Jimmy Glenn

Personal information
- Full name: James Glenn
- Date of birth: August 9, 1972 (age 53)
- Place of birth: Monterey, California, U.S.
- Height: 5 ft 11 in (1.80 m)
- Position: Forward

College career
- Years: Team / Apps / (Gls)
- 1990–1993: Clemson Tigers

Senior career*
- Years: Team / Apps / (Gls)
- 1994–1995: Greensboro Dynamo / 32 / (18)
- 1995–1996: Cincinnati Silverbacks (indoor) / 38 / (17)
- 1996: Dallas Burn / 9 / (0)
- 1996: Cincinnati Silverbacks (indoor) / 2 / (1)
- 1996–1997: Baltimore Spirit (indoor) / 30 / (18)
- 1997–2001: Rochester Rhinos / 85 / (35)
- 1998: → Columbus Crew (loan) / 5 / (0)
- 1997–1998: Buffalo Blizzard (indoor) / 25 / (16)
- 2000–2001: Toronto Thunderhawks (indoor) / 32 / (24)
- 2001: Atlanta Silverbacks / 3 / (0)
- Total:  / 261 / (129)

= Jimmy Glenn =

American soccer player (born 1972)

Jimmy Glenn (born August 9, 1972) is an American retired soccer forward who played two seasons in Major League Soccer as well as in the National Professional Soccer League, USISL and USL A-League.

==Youth==
Glenn attended William H. Taft High School, graduating in 1990. During high school, he alternated playing between the '72 Attackers and the Taft Raiders.
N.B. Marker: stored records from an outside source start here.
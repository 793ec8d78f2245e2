use crate::config::types::{Config, HttpConfig, MonitorConfig};
use crate::ConfigError;
use url::Url;

/// Validates the entire configuration
pub fn validate(config: &Config) -> Result<(), ConfigError> {
    validate_monitor_config(&config.monitor)?;
    validate_http_config(&config.http)?;
    Ok(())
}

/// Validates crawl loop configuration
fn validate_monitor_config(config: &MonitorConfig) -> Result<(), ConfigError> {
    // Sleep intervals of zero are allowed; they only remove pacing.

    if config.max_iterations < 1 {
        return Err(ConfigError::Validation(format!(
            "max-iterations must be >= 1, got {}",
            config.max_iterations
        )));
    }

    if config.page_size < 1 {
        return Err(ConfigError::Validation(format!(
            "page-size must be >= 1, got {}",
            config.page_size
        )));
    }

    let base = Url::parse(&config.base_url)
        .map_err(|e| ConfigError::InvalidUrl(format!("Invalid base-url: {}", e)))?;

    if base.scheme() != "http" && base.scheme() != "https" {
        return Err(ConfigError::Validation(format!(
            "base-url must use http or https, got '{}'",
            base.scheme()
        )));
    }

    Ok(())
}

/// Validates HTTP client configuration
fn validate_http_config(config: &HttpConfig) -> Result<(), ConfigError> {
    if config.timeout_seconds < 1 {
        return Err(ConfigError::Validation(format!(
            "timeout-seconds must be >= 1, got {}",
            config.timeout_seconds
        )));
    }

    if config.connect_timeout_seconds < 1 {
        return Err(ConfigError::Validation(format!(
            "connect-timeout-seconds must be >= 1, got {}",
            config.connect_timeout_seconds
        )));
    }

    Ok(())
}
//! Storage trait and error types
//!
//! This module defines the trait interface for post storage backends and
//! associated error types.

use crate::extract::Post;
use thiserror::Error;

/// Errors that can occur during storage operations
#[derive(Debug, Error)]
pub enum StorageError {
    #[error("SQLite error: {0}")]
    Sqlite(#[from] rusqlite::Error),

    #[error("Invalid channel name: {0}")]
    InvalidChannel(String),

    #[error("Serialization error: {0}")]
    Serialization(#[from] serde_json::Error),
}

/// Result type for storage operations
pub type StorageResult<T> = Result<T, StorageError>;

/// Trait for post storage backends
///
/// One table holds each channel's posts; the store also keeps per-channel
/// resume bookkeeping so an iteration-budget stop can pick up where it left
/// off on the next cycle. The store is opened once per run and used
/// sequentially by whichever channel is currently being crawled.
pub trait PostStore {
    /// Checks whether the channel already has a post table
    fn table_exists(&self, channel: &str) -> StorageResult<bool>;

    /// Creates the channel's post table; idempotent
    fn create_table(&mut self, channel: &str) -> StorageResult<()>;

    /// Drops the channel's table only if it holds zero rows
    ///
    /// Returns true when a table was dropped. Used to clean up tables created
    /// speculatively for channels whose preview turned out to be empty.
    fn drop_table_if_empty(&mut self, channel: &str) -> StorageResult<bool>;

    /// Checks whether a post URL is already stored for the channel
    fn post_exists(&self, channel: &str, url: &str) -> StorageResult<bool>;

    /// Inserts a page of posts as one batch, ignoring already-present URLs
    ///
    /// Returns the number of rows actually inserted.
    fn insert_posts_batch(&mut self, channel: &str, posts: &[Post]) -> StorageResult<usize>;

    /// Counts stored posts for the channel; zero when the table is absent
    fn count_posts(&self, channel: &str) -> StorageResult<u64>;

    /// Loads the persisted resume cursor for the channel, if any
    fn resume_cursor(&self, channel: &str) -> StorageResult<Option<u64>>;

    /// Persists (or clears, with None) the channel's resume cursor
    fn set_resume_cursor(&mut self, channel: &str, cursor: Option<u64>) -> StorageResult<()>;

    /// Releases the underlying connection
    ///
    /// Mandatory lifecycle method: the runner always calls it on the way out,
    /// no capability probing.
    fn close(self) -> StorageResult<()>
    where
        Self: Sized;
}
//! Reduced-precision training: f16 compute copies over fp32 masters.
//!
//! * **[`LossScaler`]** — static or dynamic loss scale with growth window,
//!   shrink hysteresis, and a hard floor.
//! * **[`Fp16Model`]** — the model rebuilt with f16 parameters (cast from the
//!   fp32 snapshot); forward runs in f16 and hands back f32 logits.
//! * **[`Fp16Optimizer`]** — wraps the grouped [`AdamW`] (which keeps the
//!   fp32 masters): scales the loss before backward, unscales gradients into
//!   fp32, detects overflow, and on a clean step copies the updated masters
//!   back into the f16 parameters.
//!
//! A detected overflow is a recoverable, expected event: the step is skipped
//! and the scale adjusted, never an error.

use anyhow::{bail, Result};
use candle_core::backprop::GradStore;
use candle_core::{DType, Result as CandleResult, Tensor, Var};

use drivetrain_common::TrainConfig;
use drivetrain_core::GptModel;

use crate::ddp::DdpModel;
use crate::optim::AdamW;

// ── Loss scaler ─────────────────────────────────────────────────────────────

/// Loss scale with the usual dynamic discipline: double after a window of
/// consecutive clean steps, halve only once `hysteresis` overflows have
/// exhausted the delay counter, never below `min_scale`. In static mode the
/// scale is frozen and an overflow only skips the step.
#[derive(Debug, Clone)]
pub struct LossScaler {
    scale: f64,
    dynamic: bool,
    growth_factor: f64,
    window: usize,
    min_scale: f64,
    hysteresis: usize,
    hysteresis_left: usize,
    good_steps: usize,
}

impl LossScaler {
    pub fn from_config(config: &TrainConfig) -> Self {
        Self {
            scale: config.loss_scale,
            dynamic: config.dynamic_loss_scale,
            growth_factor: 2.0,
            window: config.loss_scale_window,
            min_scale: config.min_scale,
            hysteresis: config.hysteresis,
            hysteresis_left: config.hysteresis,
            good_steps: 0,
        }
    }

    /// Current loss scale.
    pub fn scale(&self) -> f64 {
        self.scale
    }

    pub fn is_dynamic(&self) -> bool {
        self.dynamic
    }

    /// Record one step outcome. Returns `true` when the update should be
    /// applied, `false` when it must be skipped.
    pub fn update(&mut self, overflow: bool) -> bool {
        if !self.dynamic {
            return !overflow;
        }
        if overflow {
            self.good_steps = 0;
            if self.hysteresis_left <= 1 {
                self.scale = (self.scale / self.growth_factor).max(self.min_scale);
                self.hysteresis_left = self.hysteresis;
                tracing::debug!(scale = self.scale, "loss scale reduced");
            } else {
                self.hysteresis_left -= 1;
            }
            return false;
        }
        self.good_steps += 1;
        if self.good_steps >= self.window {
            self.scale *= self.growth_factor;
            self.good_steps = 0;
            tracing::debug!(scale = self.scale, "loss scale increased");
        }
        true
    }
}

// ── Fp16Model ───────────────────────────────────────────────────────────────

/// The model rebuilt with f16 parameters. Forward arithmetic runs in f16;
/// the returned logits are cast back to f32 for the loss.
pub struct Fp16Model {
    inner: GptModel,
}

impl Fp16Model {
    /// Consume an fp32 model, rebuild it in f16, and restore its parameter
    /// values (cast on the way in) via the strict snapshot reload.
    pub fn new(model: GptModel) -> Result<Self> {
        let snapshot = model.state_dict()?;
        let inner = GptModel::new(model.config(), DType::F16, model.device())?;
        inner.load_state_dict(&snapshot)?;
        Ok(Self { inner })
    }

    pub fn forward(&self, input_ids: &Tensor) -> CandleResult<Tensor> {
        self.inner.forward(input_ids)?.to_dtype(DType::F32)
    }

    pub fn trainable_vars(&self) -> Vec<(String, Var)> {
        self.inner.trainable_vars()
    }

    pub fn inner(&self) -> &GptModel {
        &self.inner
    }
}

// ── Fp16Optimizer ───────────────────────────────────────────────────────────

/// Wraps the grouped [`AdamW`] for reduced-precision training. The wrapped
/// optimizer's parameters are the fp32 masters; this wrapper pairs them by
/// name with the f16 model parameters the gradients arrive on.
pub struct Fp16Optimizer {
    inner: AdamW,
    model_params: Vec<(String, Var)>,
    scaler: LossScaler,
    overflow: bool,
}

impl Fp16Optimizer {
    pub fn new(inner: AdamW, model: &Fp16Model, config: &TrainConfig) -> Result<Self> {
        let model_params = model.trainable_vars();
        for (name, _) in &model_params {
            if inner.get(name).is_none() {
                bail!("f16 parameter {name} has no fp32 master in the optimizer");
            }
        }
        Ok(Self {
            inner,
            model_params,
            scaler: LossScaler::from_config(config),
            overflow: false,
        })
    }

    /// Specialized backward: scale the loss, run the wrapped model's
    /// backward (including any gradient synchronisation), then unscale and
    /// accumulate into the fp32 masters.
    pub fn backward(&mut self, model: &DdpModel, loss: &Tensor) -> Result<()> {
        let scaled = loss.affine(self.scaler.scale(), 0.0)?;
        let grads = model.backward(&scaled)?;
        self.collect(&grads)
    }

    /// Unscale a backward pass's gradients into fp32 and accumulate them.
    /// A non-finite gradient poisons the whole accumulation window: the
    /// remaining gradients are dropped and the next [`step`](Self::step)
    /// will be skipped.
    pub fn collect(&mut self, grads: &GradStore) -> Result<()> {
        if self.overflow {
            return Ok(());
        }
        let inv_scale = 1.0 / self.scaler.scale();
        for (name, var) in &self.model_params {
            let Some(grad) = grads.get(var.as_tensor()) else {
                continue;
            };
            let grad = grad.to_dtype(DType::F32)?.affine(inv_scale, 0.0)?;
            if !all_finite(&grad)? {
                tracing::warn!(param = %name, "non-finite gradient detected");
                self.overflow = true;
                return Ok(());
            }
            self.inner.accumulate_named(name, &grad)?;
        }
        Ok(())
    }

    /// Apply the update, or skip it if the window overflowed. Skipping
    /// adjusts the scale and is not an error.
    pub fn step(&mut self) -> Result<()> {
        let overflow = std::mem::take(&mut self.overflow);
        if !self.scaler.update(overflow) {
            tracing::warn!(
                scale = self.scaler.scale(),
                "gradient overflow: skipping optimizer step"
            );
            return Ok(());
        }
        self.inner.step()?;
        self.sync_model_params()
    }

    pub fn zero_grad(&mut self) {
        self.inner.zero_grad();
    }

    /// Copy the updated fp32 masters back into the f16 model parameters.
    fn sync_model_params(&self) -> Result<()> {
        for (name, var) in &self.model_params {
            let Some(master) = self.inner.get(name) else {
                bail!("fp32 master for {name} disappeared");
            };
            var.set(&master.as_tensor().detach().to_dtype(var.dtype())?)?;
        }
        Ok(())
    }

    pub fn updates(&self) -> usize {
        self.inner.updates()
    }

    pub fn scaler(&self) -> &LossScaler {
        &self.scaler
    }
}

fn all_finite(tensor: &Tensor) -> CandleResult<bool> {
    // NaN and ±∞ both poison the sum.
    let sum = tensor.abs()?.sum_all()?.to_scalar::<f32>()?;
    Ok(sum.is_finite())
}

// ── Tests ───────────────────────────────────────────────────────────────────

#[cfg(test)]
mod tests {
    use super::*;

    fn scaler(dynamic: bool, window: usize, min_scale: f64, hysteresis: usize) -> LossScaler {
        LossScaler::from_config(&TrainConfig {
            loss_scale: 1024.0,
            dynamic_loss_scale: dynamic,
            loss_scale_window: window,
            min_scale,
            hysteresis,
            ..Default::default()
        })
    }

    #[test]
    fn grows_after_clean_window() {
        let mut s = scaler(true, 3, 1.0, 1);
        for _ in 0..2 {
            assert!(s.update(false));
            assert_eq!(s.scale(), 1024.0);
        }
        assert!(s.update(false));
        assert_eq!(s.scale(), 2048.0);
    }

    #[test]
    fn overflow_shrinks_and_skips() {
        let mut s = scaler(true, 1000, 1.0, 1);
        assert!(!s.update(true));
        assert_eq!(s.scale(), 512.0);
    }

    #[test]
    fn hysteresis_delays_the_shrink() {
        let mut s = scaler(true, 1000, 1.0, 2);
        assert!(!s.update(true));
        assert_eq!(s.scale(), 1024.0, "first overflow only burns hysteresis");
        assert!(!s.update(true));
        assert_eq!(s.scale(), 512.0);
    }

    #[test]
    fn never_below_min_scale() {
        let mut s = scaler(true, 1000, 256.0, 1);
        for _ in 0..20 {
            s.update(true);
            assert!(s.scale() >= 256.0);
        }
        assert_eq!(s.scale(), 256.0);
    }

    #[test]
    fn only_overflow_decreases_the_scale() {
        let mut s = scaler(true, 7, 1.0, 1);
        let mut last = s.scale();
        for i in 0..50 {
            s.update(i % 9 == 0);
            if s.scale() < last {
                assert_eq!(i % 9, 0, "scale dropped on a clean step");
            }
            last = s.scale();
        }
    }

    #[test]
    fn static_scale_is_frozen() {
        let mut s = scaler(false, 1, 1.0, 1);
        assert!(!s.update(true));
        assert!(s.update(false));
        assert_eq!(s.scale(), 1024.0);
    }

    #[test]
    fn clean_step_resets_overflow_count_window() {
        let mut s = scaler(true, 2, 1.0, 1);
        assert!(s.update(false));
        assert!(!s.update(true)); // window restarts
        assert!(s.update(false));
        assert_eq!(s.scale(), 512.0, "growth window must restart after overflow");
        assert!(s.update(false));
        assert_eq!(s.scale(), 1024.0);
    }
}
He then attended Clemson University, where he played on the men's soccer team from 1990 to 1993. He was a 1990 second-team All-American and a 1993
first-team All-American in which he tied the single-season record for goals scored (32). He finished his career ranked second in goals, with 68, and points, with 164.

==Professional==
In 1994, Glenn signed with the Greensboro Dynamo in the USISL, playing the 1994 and 1995 seasons with them. The Dynamo won the USISL championship in 1994. In the fall of 1995, he signed with the Cincinnati Silverbacks of the National Professional Soccer League (NPSL). On February 7, 1996, the Dallas Burn selected Glenn in the 13th round (123rd overall) in the 1996 MLS Inaugural Player Draft. He played nine games before being released. He rejoined the Silvebacks that fall, playing two games before getting traded to the Baltimore Spirit for the remainder of the 1996–1997 season. In April 1997, he signed with the Rochester Rhinos of the USL A-League. He would remain with the Rhinos until May 2001. During that time, he won the 1998 and 2000 league championships and the 1999 Lamar Hunt U.S. Open Cup. In the Open Cup, the Rhinos defeated the Colorado Rapids, becoming the only USL team to defeat an MLS team in an Open Cup final. Glenn continued to bounce between the summer outdoor and winter indoor leagues when he joined the Buffalo Blizzard for the 1997-1998 NPSL season. He also briefly returned to Major League Soccer when the Rhinos loaned Glenn to the Columbus Crew on May 13, 1998. He played five games with the Crew before returning to the Rhinos. Glenn finished his career with the Toronto Thunderhawks in the 2000-2001 NPSL season. Glenn had intended to continue playing for the Rhinos, but had contract disagreements with them and left the team in May 2001. In June, he signed with the Atlanta Silverbacks where he finished his career.

==Post-playing career==
After leaving the Rhinos, Glenn moved to Dallas, Texas where he has held a series of jobs in the automotive career field. In October 2001, he joined El Dorado Chrysler/Jeep before moving to Massey Cadillac in January 2003. In July 2003, he was hired by D&M Leasing and in August 2007, he moved to Autoflex Leasing. In May 2008, he was the Internet Sales Manager at Brown Motor Company.